The short version is of course reputational death by football. Like this:

ICK FACTOR ——-> INSTITUTIONAL FINANCIAL COLLAPSE

That is, your scummy team and its scummy coaches generate such massive alienation/disgust that the school hemorrhages money and reputation in every direction – ticket sales, coach buyouts, athletic facility debt repayment, lawsuits, SNL skits, declining enrollment, declining alumni support (see the comment in this post’s headline), blahblah.

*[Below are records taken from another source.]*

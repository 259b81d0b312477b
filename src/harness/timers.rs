//! Per-case supervision timers

use std::pin::Pin;

use tokio::time::{interval_at, sleep_until, Instant, Interval, MissedTickBehavior, Sleep};

use crate::common::config::Timers;

/// A timer that fired
#[derive(Debug, Clone, Copy, PartialEq, Eq)]
pub enum TimerEvent {
    /// The case has been running long enough to warn about it
    Warning,
    /// Time to open the profiling window
    ProfileStart,
    /// Time to close the profiling window
    ProfileStop,
    /// Recurring tick throttling periodic solver output
    Heartbeat,
}

/// One-shot timer that yields at most once
struct OneShot {
    sleep: Pin<Box<Sleep>>,
    armed: bool,
}

impl OneShot {
    fn new(deadline: Instant, armed: bool) -> Self {
        Self {
            sleep: Box::pin(sleep_until(deadline)),
            armed,
        }
    }
}

/// Warning, profile-start and profile-stop one-shots plus the heartbeat
///
/// Lives for exactly one case; dropping it cancels every timer.
pub struct TimerSet {
    warning: OneShot,
    profile_start: OneShot,
    profile_stop: OneShot,
    heartbeat: Interval,
}

impl TimerSet {
    /// Arm all timers relative to now; the profile timers only when
    /// profiling is enabled
    pub fn arm(timers: &Timers, profiling: bool) -> Self {
        let now = Instant::now();
        let mut heartbeat = interval_at(now + timers.heartbeat(), timers.heartbeat());
        heartbeat.set_missed_tick_behavior(MissedTickBehavior::Skip);

        Self {
            warning: OneShot::new(now + timers.warning(), true),
            profile_start: OneShot::new(now + timers.profile_start(), profiling),
            profile_stop: OneShot::new(now + timers.profile_stop(), profiling),
            heartbeat,
        }
    }

    /// Wait for the next timer to fire
    ///
    /// Timers due at the same moment are reported in deadline order. Cancel
    /// safe: a timer is only consumed when its event is returned.
    pub async fn next(&mut self) -> TimerEvent {
        tokio::select! {
            biased;
            _ = &mut self.warning.sleep, if self.warning.armed => {
                self.warning.armed = false;
                TimerEvent::Warning
            }
            _ = &mut self.profile_start.sleep, if self.profile_start.armed => {
                self.profile_start.armed = false;
                TimerEvent::ProfileStart
            }
            _ = &mut self.profile_stop.sleep, if self.profile_stop.armed => {
                self.profile_stop.armed = false;
                TimerEvent::ProfileStop
            }
            _ = self.heartbeat.tick() => TimerEvent::Heartbeat,
        }
    }
}
//! Windowed CPU profiling
//!
//! A `Profiler` samples the process between `start` and `stop` and writes
//! the samples to the profile file opened at `start`. `analyze` hands a
//! written profile to an external analysis tool: once synchronously for a
//! textual hot-path report, once detached for a call-graph visualization.

use std::fs::File;
use std::path::{Path, PathBuf};
use std::process::Stdio;

use tokio::process::Command;
use tokio::task::JoinHandle;

use crate::common::config::{AnalyzerConfig, ProfilingConfig};
use crate::common::{Error, Result};

/// Source of CPU samples
pub trait Sampler {
    /// Begin sampling the current process
    fn begin(&mut self) -> Result<()>;

    /// Stop sampling and write the collected profile to `out`
    fn finish(&mut self, out: &mut File) -> Result<()>;
}

/// Sampler backed by `pprof`, writing protobuf profiles
#[cfg(unix)]
pub struct PprofSampler {
    frequency: i32,
    guard: Option<pprof::ProfilerGuard<'static>>,
}

#[cfg(unix)]
impl PprofSampler {
    pub fn new(frequency: i32) -> Self {
        Self {
            frequency,
            guard: None,
        }
    }
}

#[cfg(unix)]
impl Sampler for PprofSampler {
    fn begin(&mut self) -> Result<()> {
        let guard = pprof::ProfilerGuardBuilder::default()
            .frequency(self.frequency)
            .blocklist(&["libc", "libgcc", "pthread", "vdso"])
            .build()
            .map_err(|e| Error::Profiler(format!("Failed to start sampling: {}", e)))?;
        self.guard = Some(guard);
        Ok(())
    }

    fn finish(&mut self, out: &mut File) -> Result<()> {
        use pprof::protos::Message;
        use std::io::Write;

        let Some(guard) = self.guard.take() else {
            return Ok(());
        };
        let report = guard
            .report()
            .build()
            .map_err(|e| Error::Profiler(format!("Failed to build report: {}", e)))?;
        drop(guard);

        let samples: isize = report.data.values().copied().sum();
        if samples == 0 {
            tracing::warn!("No profiler samples collected");
        }

        let profile = report
            .pprof()
            .map_err(|e| Error::Profiler(format!("Failed to encode profile: {}", e)))?;
        let mut content = Vec::new();
        profile
            .encode(&mut content)
            .map_err(|e| Error::Profiler(format!("Failed to encode profile: {}", e)))?;
        out.write_all(&content)?;
        out.flush()?;
        Ok(())
    }
}

/// Sampler for platforms without a sampling backend; profiles stay empty
#[derive(Debug, Default)]
pub struct NullSampler;

impl Sampler for NullSampler {
    fn begin(&mut self) -> Result<()> {
        Ok(())
    }

    fn finish(&mut self, _out: &mut File) -> Result<()> {
        Ok(())
    }
}

/// Default sampler for this platform
pub fn default_sampler(frequency: i32) -> Box<dyn Sampler> {
    #[cfg(unix)]
    {
        Box::new(PprofSampler::new(frequency))
    }
    #[cfg(not(unix))]
    {
        let _ = frequency;
        Box::new(NullSampler)
    }
}

/// Profiling state of the current case
#[derive(Debug)]
pub enum ProfileWindow {
    /// No profile has been started
    Idle,
    /// Sampling into `file`
    Active { path: PathBuf, file: File },
    /// The last profile was written to `path`
    Stopped { path: PathBuf },
}

/// Starts and stops CPU profiles and runs the analysis tool on them
pub struct Profiler {
    sampler: Box<dyn Sampler>,
    analyzer: Option<AnalyzerConfig>,
    window: ProfileWindow,
    visualizers: Vec<JoinHandle<Result<()>>>,
}

impl Profiler {
    pub fn new(sampler: Box<dyn Sampler>, analyzer: Option<AnalyzerConfig>) -> Self {
        Self {
            sampler,
            analyzer,
            window: ProfileWindow::Idle,
            visualizers: Vec::new(),
        }
    }

    pub fn from_config(config: &ProfilingConfig) -> Self {
        let analyzer = config
            .analyzer
            .enabled
            .then(|| config.analyzer.clone());
        Self::new(default_sampler(config.frequency), analyzer)
    }

    pub fn window(&self) -> &ProfileWindow {
        &self.window
    }

    pub fn is_active(&self) -> bool {
        matches!(self.window, ProfileWindow::Active { .. })
    }

    /// Create the profile file at `path` and begin sampling
    ///
    /// Starting while a profile is already active is an error.
    pub fn start(&mut self, path: &Path) -> Result<()> {
        if self.is_active() {
            return Err(Error::Internal("CPU profile already active".to_string()));
        }
        let file = File::create(path).map_err(|e| Error::profile_create(path, e))?;
        self.sampler.begin()?;
        tracing::debug!(path = %path.display(), "Started CPU profile");
        self.window = ProfileWindow::Active {
            path: path.to_path_buf(),
            file,
        };
        Ok(())
    }

    /// Stop sampling and write the profile
    ///
    /// Returns the path of the profile written by this call. Idempotent:
    /// when no profile is active this returns `None` and does nothing else.
    pub fn stop(&mut self) -> Result<Option<PathBuf>> {
        let (path, mut file) = match std::mem::replace(&mut self.window, ProfileWindow::Idle) {
            ProfileWindow::Active { path, file } => (path, file),
            other => {
                self.window = other;
                return Ok(None);
            }
        };

        self.sampler.finish(&mut file)?;
        drop(file);
        self.window = ProfileWindow::Stopped { path: path.clone() };
        tracing::debug!(path = %path.display(), "Stopped CPU profile");
        Ok(Some(path))
    }

    /// Run the analysis tool on a written profile
    ///
    /// Returns the hot-path report and launches the visualization in the
    /// background. Returns an empty report when analysis is disabled.
    pub async fn analyze(&mut self, profile: &Path) -> Result<String> {
        let Some(analyzer) = &self.analyzer else {
            return Ok(String::new());
        };
        let text = analyzer_report(analyzer, profile).await?;
        self.visualizers.push(spawn_visualizer(analyzer, profile)?);
        Ok(text)
    }

    /// Collect visualizations that have already exited, failing on the
    /// first unsuccessful one
    pub async fn reap(&mut self) -> Result<()> {
        let mut running = Vec::new();
        for handle in std::mem::take(&mut self.visualizers) {
            if handle.is_finished() {
                join_visualizer(handle).await?;
            } else {
                running.push(handle);
            }
        }
        self.visualizers = running;
        Ok(())
    }

    /// Wait for every outstanding visualization
    pub async fn drain(&mut self) -> Result<()> {
        for handle in std::mem::take(&mut self.visualizers) {
            join_visualizer(handle).await?;
        }
        Ok(())
    }
}

async fn join_visualizer(handle: JoinHandle<Result<()>>) -> Result<()> {
    handle
        .await
        .map_err(|e| Error::Internal(format!("Visualization task failed: {}", e)))?
}

/// Resolve the analyzer executable and substitute argument placeholders
fn analyzer_command(analyzer: &AnalyzerConfig, args: &[String], profile: &Path) -> Result<Command> {
    let tool = which::which(&analyzer.program)
        .map_err(|e| Error::profile_tool(&analyzer.program, e))?;
    let binary = std::env::current_exe()
        .map_err(|e| Error::Internal(format!("Failed to get current executable path: {}", e)))?;

    let binary = binary.to_string_lossy();
    let profile = profile.to_string_lossy();
    let mut cmd = Command::new(tool);
    cmd.args(args.iter().map(|arg| {
        arg.replace("{binary}", &binary)
            .replace("{profile}", &profile)
    }));
    cmd.stdin(Stdio::null());
    Ok(cmd)
}

/// Run the analyzer and return its textual report
async fn analyzer_report(analyzer: &AnalyzerConfig, profile: &Path) -> Result<String> {
    let output = analyzer_command(analyzer, &analyzer.report_args, profile)?
        .output()
        .await
        .map_err(|e| Error::profile_tool(&analyzer.program, e))?;

    if !output.status.success() {
        return Err(Error::profile_tool(
            &analyzer.program,
            format!(
                "exited with {}: {}",
                output.status,
                String::from_utf8_lossy(&output.stderr).trim()
            ),
        ));
    }

    let mut text = String::from_utf8_lossy(&output.stdout).into_owned();
    text.push_str(&String::from_utf8_lossy(&output.stderr));
    Ok(text)
}

/// Launch the visualization without waiting for it
///
/// The returned task resolves once the tool exits; a failed exit is still
/// an error for the run.
fn spawn_visualizer(analyzer: &AnalyzerConfig, profile: &Path) -> Result<JoinHandle<Result<()>>> {
    let mut child = analyzer_command(analyzer, &analyzer.visualize_args, profile)?
        .stdout(Stdio::null())
        .stderr(Stdio::null())
        .spawn()
        .map_err(|e| Error::profile_tool(&analyzer.program, e))?;

    let program = analyzer.program.clone();
    Ok(tokio::spawn(async move {
        let status = child
            .wait()
            .await
            .map_err(|e| Error::profile_tool(&program, e))?;
        if status.success() {
            Ok(())
        } else {
            Err(Error::profile_tool(
                &program,
                format!("visualization exited with {}", status),
            ))
        }
    }))
}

Problem is, you can get this outcome in two wildly different ways: Through a president who’s nothing but a football coach, and through a president who is simply appalled to discover that a person of his or her cerebral delicacy is at a jock school, and who refuses to sully him or herself with the brainless assholes at Athletes’ Village. You can be Ken Starr of blessed memory (Ken’s still playing the last down); or you can be UM’s Eric Kaler. You can be President Booster (Oklahoma’s David Boren has held on the longest with this unremittingly nauseating approach) or President I’m Better Than This, Dammit! and you will still run an extremely high risk of implosion. Forces that transcend your provincial world (see this Bloomberg series) are in play, and only a genius tactician (like coach, president, chancellor, head trustee, and reincarnation of Jesus Christ Nick Saban) is going to be able to thread his way through the blockers.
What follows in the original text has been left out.